» Aim of the task
A single stretch of the material below is to be transcribed exactly, starting at the line with "use alloy::primitives::Address;" and ending after the line with "let config = DeploymentConfig::from_env()?;".

» Exercise inputs
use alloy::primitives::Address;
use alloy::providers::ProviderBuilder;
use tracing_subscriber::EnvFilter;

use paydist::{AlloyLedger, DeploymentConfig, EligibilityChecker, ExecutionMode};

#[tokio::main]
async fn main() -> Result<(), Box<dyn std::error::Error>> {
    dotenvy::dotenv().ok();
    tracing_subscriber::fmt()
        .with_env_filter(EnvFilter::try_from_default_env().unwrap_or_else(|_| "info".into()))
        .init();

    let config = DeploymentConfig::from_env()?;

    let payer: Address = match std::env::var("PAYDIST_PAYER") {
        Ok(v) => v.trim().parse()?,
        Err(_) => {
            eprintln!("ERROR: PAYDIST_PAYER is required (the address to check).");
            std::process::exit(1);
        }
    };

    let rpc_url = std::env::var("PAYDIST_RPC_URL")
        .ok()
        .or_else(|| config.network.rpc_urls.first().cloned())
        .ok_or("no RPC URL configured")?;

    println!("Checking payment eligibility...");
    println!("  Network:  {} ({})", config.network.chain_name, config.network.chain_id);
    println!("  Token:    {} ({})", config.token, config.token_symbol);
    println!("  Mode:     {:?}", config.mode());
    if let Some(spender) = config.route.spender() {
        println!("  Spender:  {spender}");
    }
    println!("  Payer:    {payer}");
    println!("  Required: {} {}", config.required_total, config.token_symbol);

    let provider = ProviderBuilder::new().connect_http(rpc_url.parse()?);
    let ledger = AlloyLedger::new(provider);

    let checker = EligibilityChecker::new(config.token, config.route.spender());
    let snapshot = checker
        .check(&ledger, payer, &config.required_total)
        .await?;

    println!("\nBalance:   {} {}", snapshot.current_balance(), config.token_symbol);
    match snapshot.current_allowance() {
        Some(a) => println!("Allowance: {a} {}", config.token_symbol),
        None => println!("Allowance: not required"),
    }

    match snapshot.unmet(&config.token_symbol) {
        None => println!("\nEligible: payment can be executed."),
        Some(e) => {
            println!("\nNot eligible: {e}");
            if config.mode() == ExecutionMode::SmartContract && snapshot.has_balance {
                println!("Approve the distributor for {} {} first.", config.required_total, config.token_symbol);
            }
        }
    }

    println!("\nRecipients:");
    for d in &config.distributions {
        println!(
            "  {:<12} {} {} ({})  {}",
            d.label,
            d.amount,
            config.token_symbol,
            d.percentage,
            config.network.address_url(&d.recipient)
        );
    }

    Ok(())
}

--

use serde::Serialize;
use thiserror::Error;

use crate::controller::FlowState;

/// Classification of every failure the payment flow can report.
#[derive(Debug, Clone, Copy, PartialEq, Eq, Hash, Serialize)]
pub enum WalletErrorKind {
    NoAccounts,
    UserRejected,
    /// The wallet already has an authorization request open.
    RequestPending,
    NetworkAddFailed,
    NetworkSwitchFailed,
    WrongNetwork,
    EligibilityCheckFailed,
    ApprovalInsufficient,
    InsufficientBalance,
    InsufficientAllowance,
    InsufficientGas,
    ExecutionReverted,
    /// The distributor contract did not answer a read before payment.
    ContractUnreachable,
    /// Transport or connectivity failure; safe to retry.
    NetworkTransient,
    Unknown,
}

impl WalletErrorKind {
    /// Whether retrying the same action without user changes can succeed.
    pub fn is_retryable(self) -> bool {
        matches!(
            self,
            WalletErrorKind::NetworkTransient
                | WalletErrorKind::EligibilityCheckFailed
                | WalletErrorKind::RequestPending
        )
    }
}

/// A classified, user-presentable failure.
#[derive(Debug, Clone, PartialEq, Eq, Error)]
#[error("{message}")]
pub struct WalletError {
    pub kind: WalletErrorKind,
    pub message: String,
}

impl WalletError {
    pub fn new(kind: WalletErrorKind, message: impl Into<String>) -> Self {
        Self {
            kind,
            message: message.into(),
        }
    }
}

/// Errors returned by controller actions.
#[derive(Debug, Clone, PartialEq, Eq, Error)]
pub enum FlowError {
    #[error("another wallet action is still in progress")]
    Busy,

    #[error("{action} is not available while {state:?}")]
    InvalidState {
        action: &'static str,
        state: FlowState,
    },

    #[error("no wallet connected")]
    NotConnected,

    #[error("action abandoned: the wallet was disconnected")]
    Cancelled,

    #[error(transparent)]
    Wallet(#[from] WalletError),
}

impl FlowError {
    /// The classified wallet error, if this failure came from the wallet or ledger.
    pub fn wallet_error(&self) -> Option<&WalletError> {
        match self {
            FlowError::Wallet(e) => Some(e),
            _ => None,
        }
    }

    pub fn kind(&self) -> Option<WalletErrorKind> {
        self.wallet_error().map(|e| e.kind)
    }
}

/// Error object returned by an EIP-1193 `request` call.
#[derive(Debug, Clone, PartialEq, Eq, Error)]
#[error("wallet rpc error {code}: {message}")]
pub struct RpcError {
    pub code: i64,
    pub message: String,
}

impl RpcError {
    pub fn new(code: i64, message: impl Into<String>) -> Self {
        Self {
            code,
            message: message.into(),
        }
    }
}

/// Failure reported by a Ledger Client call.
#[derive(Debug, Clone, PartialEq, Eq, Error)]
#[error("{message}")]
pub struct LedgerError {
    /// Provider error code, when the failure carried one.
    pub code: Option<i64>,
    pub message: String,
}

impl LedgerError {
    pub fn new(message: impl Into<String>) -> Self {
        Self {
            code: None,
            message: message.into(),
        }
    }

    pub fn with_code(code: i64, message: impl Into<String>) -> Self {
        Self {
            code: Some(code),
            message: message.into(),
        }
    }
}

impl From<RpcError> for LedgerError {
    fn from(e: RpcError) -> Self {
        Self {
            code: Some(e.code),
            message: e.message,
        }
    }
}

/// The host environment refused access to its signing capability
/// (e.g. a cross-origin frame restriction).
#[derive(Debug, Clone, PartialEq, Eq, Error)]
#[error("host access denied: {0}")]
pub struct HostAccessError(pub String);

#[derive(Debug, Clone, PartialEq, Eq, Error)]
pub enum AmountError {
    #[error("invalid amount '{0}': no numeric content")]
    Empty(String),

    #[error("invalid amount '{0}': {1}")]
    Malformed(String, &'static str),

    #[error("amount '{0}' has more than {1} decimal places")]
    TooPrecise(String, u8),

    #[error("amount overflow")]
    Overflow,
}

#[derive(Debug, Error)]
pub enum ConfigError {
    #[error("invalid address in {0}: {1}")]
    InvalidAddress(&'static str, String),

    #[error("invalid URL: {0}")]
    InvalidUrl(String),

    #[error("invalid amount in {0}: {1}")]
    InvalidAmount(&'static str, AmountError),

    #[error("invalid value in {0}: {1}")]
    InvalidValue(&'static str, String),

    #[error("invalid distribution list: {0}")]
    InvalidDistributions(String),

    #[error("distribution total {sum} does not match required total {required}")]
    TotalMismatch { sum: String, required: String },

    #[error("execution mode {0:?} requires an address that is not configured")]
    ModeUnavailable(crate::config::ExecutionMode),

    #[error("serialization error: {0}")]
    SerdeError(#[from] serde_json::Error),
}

» Solution to the problem
use alloy::primitives::Address;
use alloy::providers::ProviderBuilder;
use tracing_subscriber::EnvFilter;

use paydist::{AlloyLedger, DeploymentConfig, EligibilityChecker, ExecutionMode};

#[tokio::main]
async fn main() -> Result<(), Box<dyn std::error::Error>> {
    dotenvy::dotenv().ok();
    tracing_subscriber::fmt()
        .with_env_filter(EnvFilter::try_from_default_env().unwrap_or_else(|_| "info".into()))
        .init();

    let config = DeploymentConfig::from_env()?;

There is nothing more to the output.